Depuis plusieurs années, la gestion du foncier au Mali est au cœur de nombreux foyers de tension. Le secteur se caractérise par la multiplicité des acteurs et des titres de propriété ; l’occupation anarchique du domaine public ; l’insuffisance de la publicité lors de la procédure d’immatriculation ; les difficultés d’application de certaines décisions de justice. Depuis 2013, la logique des plus hautes autorités est la confection d’un cadastre polyvalent dont les travaux sont en cours. En attendant, le conseil des ministres de ce 11 mars 2020 adopte un projet de loi qui apporte des innovations.
Pour sortir de ce bourbier et faire du foncier un véritable outil de développement, en plus de la confection d’un cadastre polyvalent en cours, le ministère des Domaines et des Affaires foncières vient de faire adopter en Conseil des ministres un nouveau projet de loi qui paraît innovant.
Ce nouveau texte, s’il était adopté par le législateur, donnerait la possibilité au ministre chargé des Domaines d’annuler à tout moment, toute attribution faite dans le domaine public sans déclassement préalable. Innovation majeure, le nouveau texte suspend la concession rurale comme mode d’attribution des terrains du domaine privé immobilier de l’État ; limite la cession directe aux parcelles à usage d’habitation.
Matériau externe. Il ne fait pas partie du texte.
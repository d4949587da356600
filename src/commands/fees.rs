use crate::cli::{GlobalArgs, RangeArgs};
use crate::commands::{gas_policy, Session};
use crate::config::Config;
use crate::error::Result as WorkflowResult;
use crate::workflow::amount::{select_range, Range};
use crate::workflow::capability::Operation;
use crate::workflow::skip::FeePlan;
use crate::workflow::{Step, StepPolicy, WorkflowContext};
use anyhow::Result;

pub async fn run(args: RangeArgs, global: &GlobalArgs, config: Config) -> Result<()> {
    let range = select_range(args.blocks.as_deref(), args.accruals.as_deref())?;
    let policy = gas_policy(global, &config)?;
    let contracts = config.contracts()?;
    contracts.fee_distributor()?;

    let session = Session::open(global, &config, policy, contracts).await?;
    let mut sequencer = session.sequencer();
    let outcomes = sequencer
        .run_planned(plan(session.context(), range))
        .await?;
    session.emit(&outcomes)
}

/// Stage what is claimable for `range`, then withdraw everything staged.
pub async fn plan(ctx: WorkflowContext<'_>, range: Range) -> WorkflowResult<Vec<Step<'_>>> {
    let fees = FeePlan::read(ctx.chain, &range).await?;
    Ok(vec![
        ctx.submit(
            format!("stage fees for {range}"),
            StepPolicy::Required,
            Operation::StageFees { range },
        )
        .skip_when(!fees.stage()),
        ctx.submit(
            "withdraw staged fees",
            StepPolicy::Required,
            Operation::WithdrawFees,
        )
        .skip_when(!fees.withdraw()),
    ])
}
La constatation des droits coutumiers conformément aux dispositions de la loi sur le foncier agricole reste en vigueur, mais le texte fait mention de l’insertion d’un titre dédié au cadastre. Il donne lieu à la création du Guichet unique du foncier et l’amélioration de la publicité foncière et son adaptation aux réalités socioculturelles ; au recours à l’action récursoire contre les agents fautifs.
En cas de différend autour d’un titre de propriété, le projet de loi accorde la primauté à la première immatriculation régulière, en cas de double immatriculation d’un même immeuble. Aussi, le projet de loi reconnaît-il la validité des titres précaires donnés par l’Administration avant l’adoption de la présente loi, ce, jusqu’à leur transformation en titre foncier et fixe un délai de dix ans pour la transformation des titres provisoires en titres fonciers en milieu urbain.
En tout cas, le texte est bien clair, il reste que le courage et la volonté politique qui font généralement défaut dans ce pays. Plusieurs fois, des plaintes ont été déposées contre des agents de l’État pour faux et usage de faux qui n’ont jamais prospéré. Tant que l’impunité reste érigée en mode de gouvernance, aucune initiative, fut-elle belle, ne conduira le pays à son objectif de développement.